Wednesday, May 23, 2012

Software and IT Partner News

By SuperUser Account on 12/28/2010 3:19 PM
bill gates

By Thomas E. Weber

Without fanfare, 2010 marked the 25th anniversary of Microsoft Excel. Thomas E. Weber tracks down the program's developer and discovers how it almost didn't make it into stores—and the big idea Bill Gates lost forever. In a year when big names froExm the digital realm profoundly affected the world—Mark Zuckerberg or Julian Assange, take your pick—it's appropriate to add one more: Douglas Klunder.

While largely unnoticed, 2010 marked the 25th anniversary of perhaps the most revolutionary software program ever, Microsoft Excel, and Klunder, now an unassuming attorney and privacy activist for the American Civil Liberties Union in Washington state, gave it to us.

These days, with daily life so intertwined with the digital world, it isn’t hard to acknowledge the ramifications of a Facebook or a WikiLeaks. Back in 1985, though, most folks still couldn’t understand why they’d want a personal computer (“Maybe I can keep my recipes on it?”), let alone contemplate how software might alter the course of human events. Reagan was in the White House, Wham! had the year’s top song (“Careless Whisper”), and Microsoft had yet to go public.

Yet if you had to pick a technological development that has fundamentally altered society, you could do worse than Excel. Sure, PowerPoint gets all the laughs for its clichéd role in the corporate environment. But Excel is the program that has launched thousands of startups and justified millions of layoffs, planned out household budgets and charted the course for complex securities that almost took down the economy. For better or worse, it is the software that has given everyone the means to play with numbers and ask, “What if?”
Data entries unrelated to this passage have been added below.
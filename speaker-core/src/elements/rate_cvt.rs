//! `rate_cvt`: mono s16le sample-rate conversion.

use std::any::Any;

use tracing::{debug, info};

use crate::audio::{bytes_to_i16, i16_to_bytes, RateConverter};
use crate::data_bus::Block;
use crate::error::{Result, SpeakerError};
use crate::graph::element::port_failure;
use crate::graph::{Element, ElementIo, JobOutcome, SoundInfo};

pub const RATE_CVT_TAG: &str = "rate_cvt";

#[derive(Debug, Clone)]
pub struct RateConvertConfig {
    /// Default: 16000.
    pub dest_rate: u32,
    /// Input samples per resampler pass. Default: 320.
    pub chunk_samples: usize,
}

impl Default for RateConvertConfig {
    fn default() -> Self {
        Self {
            dest_rate: 16_000,
            chunk_samples: 320,
        }
    }
}

#[derive(Debug)]
pub struct RateConvert {
    config: RateConvertConfig,
    converter: Option<RateConverter>,
    samples: Vec<i16>,
}

impl RateConvert {
    pub fn new(config: RateConvertConfig) -> Self {
        Self {
            config,
            converter: None,
            samples: Vec::new(),
        }
    }

    /// Takes effect on the next open.
    pub fn set_dest_rate(&mut self, rate: u32) {
        self.config.dest_rate = rate;
    }

    pub fn dest_rate(&self) -> u32 {
        self.config.dest_rate
    }
}

impl Default for RateConvert {
    fn default() -> Self {
        Self::new(RateConvertConfig::default())
    }
}

impl Element for RateConvert {
    fn tag(&self) -> &str {
        RATE_CVT_TAG
    }

    fn duplicate(&self) -> Result<Box<dyn Element>> {
        Ok(Box::new(RateConvert::new(self.config.clone())))
    }

    fn open(&mut self, io: &mut ElementIo) -> Result<()> {
        let src = io
            .in_info
            .ok_or_else(|| SpeakerError::InvalidState("rate_cvt opened without input format".into()))?;
        if src.channels != 1 || src.bits != 16 {
            return Err(SpeakerError::NotSupported(format!(
                "rate_cvt needs mono 16-bit, got {} ch {} bit",
                src.channels, src.bits
            )));
        }
        self.converter = Some(RateConverter::new(
            src.sample_rate,
            self.config.dest_rate,
            self.config.chunk_samples,
        )?);
        io.notify_info(SoundInfo::new(self.config.dest_rate, 1, 16));
        info!(from = src.sample_rate, to = self.config.dest_rate, "rate_cvt opened");
        Ok(())
    }

    fn process(&mut self, io: &mut ElementIo) -> JobOutcome {
        let Some(converter) = self.converter.as_mut() else {
            return JobOutcome::Fail;
        };
        let mut blk = Block::default();
        if let Err(e) = io.acquire_in(&mut blk, 0) {
            return if e.is_timeout() {
                JobOutcome::Continue
            } else {
                port_failure(RATE_CVT_TAG, "in", e)
            };
        }
        let last = blk.is_last;
        self.samples.clear();
        bytes_to_i16(blk.data(), &mut self.samples);
        if let Err(e) = io.release_in(&mut blk) {
            debug!(tag = RATE_CVT_TAG, "input release failed: {e}");
        }

        let mut converted = converter.process(&self.samples);
        if last {
            converted.extend(converter.flush());
        }
        if converted.is_empty() && !last {
            return JobOutcome::Continue;
        }
        let mut bytes = Vec::with_capacity(converted.len() * 2);
        i16_to_bytes(&converted, &mut bytes);
        if let Err(e) = io.write_out(&bytes, last) {
            return port_failure(RATE_CVT_TAG, "out", e);
        }
        if last {
            JobOutcome::Done
        } else {
            JobOutcome::Ok
        }
    }

    fn close(&mut self, _io: &mut ElementIo) -> Result<()> {
        self.converter = None;
        debug!("rate_cvt closed");
        Ok(())
    }

    fn reset(&mut self) {
        if let Some(c) = self.converter.as_mut() {
            c.reset();
        }
    }

    fn as_any(&self) -> &dyn Any {
        self
    }

    fn as_any_mut(&mut self) -> &mut dyn Any {
        self
    }
}
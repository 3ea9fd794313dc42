//! Offline chat agent: acknowledges every lifecycle request immediately and
//! reports it back as buddy signals, so the device flow can be exercised
//! without a conversation service.

use std::collections::HashSet;

use crossbeam_channel::{unbounded, Receiver, Sender};
use parking_lot::Mutex;
use speaker_core::buddy::{BuddySignal, ChatAgent, ChatEvent, ChatState};
use speaker_core::Result;
use tracing::{debug, info};

pub struct ConsoleAgent {
    states: Mutex<HashSet<ChatState>>,
    signals: Sender<BuddySignal>,
}

impl ConsoleAgent {
    /// The agent and the stream of signals it produces.
    pub fn new() -> (Self, Receiver<BuddySignal>) {
        let (signals, rx) = unbounded();
        let agent = Self {
            states: Mutex::new(HashSet::new()),
            signals,
        };
        (agent, rx)
    }

    fn emit(&self, signal: BuddySignal) {
        // The receiver goes away during shutdown.
        let _ = self.signals.send(signal);
    }

    fn start_and_end(&self, event: ChatEvent) {
        self.emit(BuddySignal::ChatEventStart { event });
        self.emit(BuddySignal::ChatEventEnd { event });
    }
}

impl ChatAgent for ConsoleAgent {
    fn has_chat_state(&self, state: ChatState) -> bool {
        self.states.lock().contains(&state)
    }

    fn send_chat_event(&self, event: ChatEvent, clear_queue: bool) -> Result<()> {
        info!(?event, clear_queue, "chat event");
        {
            let mut states = self.states.lock();
            match event {
                ChatEvent::Deinit => states.clear(),
                ChatEvent::Init => {
                    states.insert(ChatState::Inited);
                }
                ChatEvent::Start => {
                    states.insert(ChatState::Start);
                    states.insert(ChatState::Started);
                }
                ChatEvent::Stop => {
                    states.remove(&ChatState::Start);
                    states.remove(&ChatState::Started);
                }
                ChatEvent::Sleep => {
                    states.insert(ChatState::Sleep);
                }
                ChatEvent::WakeUp => {
                    states.remove(&ChatState::Sleep);
                }
            }
        }
        self.start_and_end(event);
        Ok(())
    }

    fn pause(&self) -> Result<()> {
        debug!("chat agent paused");
        Ok(())
    }

    fn resume(&self) -> Result<()> {
        debug!("chat agent resumed");
        Ok(())
    }
}
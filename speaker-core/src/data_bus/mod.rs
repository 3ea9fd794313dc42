//! Acquire/release block transfer shared by ring buffers, FIFOs and ports.
//!
//! ```text
//! producer: acquire_write(blk, n) → fill blk.buf → release_write(blk)
//! consumer: acquire_read(blk, n)  → use blk.data() → release_read(blk)
//! ```
//!
//! `RingBuffer` copies bytes in and out of its own arena. `Fifo` hands the
//! node buffers themselves through `Block::buf`, so a block acquired from a
//! FIFO must be released back to the same FIFO.

pub mod fifo;
pub mod ring_buffer;

pub use fifo::Fifo;
pub use ring_buffer::RingBuffer;

use crate::error::Result;
use crate::sync::Wait;

/// A unit of data moving across a bus or port.
#[derive(Debug, Default, Clone)]
pub struct Block {
    /// Backing storage. Its length is the usable capacity.
    pub buf: Vec<u8>,
    /// Bytes of `buf` holding payload.
    pub valid_size: usize,
    /// Set by the producer on its final block, or by a reader that hit
    /// end-of-stream.
    pub is_last: bool,
}

impl Block {
    pub fn with_capacity(len: usize) -> Self {
        Self {
            buf: vec![0; len],
            valid_size: 0,
            is_last: false,
        }
    }

    /// Wrap existing payload bytes.
    pub fn from_bytes(bytes: &[u8]) -> Self {
        Self {
            buf: bytes.to_vec(),
            valid_size: bytes.len(),
            is_last: false,
        }
    }

    pub fn data(&self) -> &[u8] {
        &self.buf[..self.valid_size.min(self.buf.len())]
    }

    /// Grow the backing storage to at least `len` bytes.
    pub fn ensure_len(&mut self, len: usize) {
        if self.buf.len() < len {
            self.buf.resize(len, 0);
        }
    }
}

/// Contract implemented by every blocking transfer object.
pub trait DataBus: Send + Sync {
    /// Read up to `wanted` bytes (ring) or one block (FIFO) into `blk`.
    ///
    /// # Errors
    /// `Timeout` when `wait` expires, `Aborted` after `abort()`.
    fn acquire_read(&self, blk: &mut Block, wanted: usize, wait: Wait) -> Result<()>;

    /// Give a block obtained by `acquire_read` back to the bus.
    fn release_read(&self, blk: &mut Block, wait: Wait) -> Result<()>;

    /// Prepare `blk` with room for `wanted` bytes.
    fn acquire_write(&self, blk: &mut Block, wanted: usize, wait: Wait) -> Result<()>;

    /// Commit `blk.valid_size` bytes. `blk.is_last` marks end-of-stream.
    fn release_write(&self, blk: &mut Block, wait: Wait) -> Result<()>;

    /// Mark the producer side finished. Readers drain the rest and then see
    /// `is_last` instead of blocking.
    fn done_write(&self);

    fn reset_done_write(&self);

    /// Wake every blocked reader and writer with `Aborted`. Idempotent.
    fn abort(&self);

    /// Drop buffered content and clear done/abort flags without reallocating.
    fn reset(&self);

    /// Capacity in the bus's own unit (bytes for rings, blocks for FIFOs).
    fn total_size(&self) -> usize;

    fn filled_size(&self) -> usize;

    fn free_size(&self) -> usize;
}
For Doug Klunder, the mission 25 years ago wasn’t so grandiose. As lead developer of Excel, he was handed the job of vaulting Microsoft—then known best for MS-DOS, the operating system in IBM’s PCs—to the forefront in business applications. “We decided it was time to do a new, better spreadsheet,” recalls Klunder, now 50, who joined Microsoft straight out of MIT in 1981 (part of the interview process included lunch with Bill Gates and Steve Ballmer at a Shakey’s pizza parlor).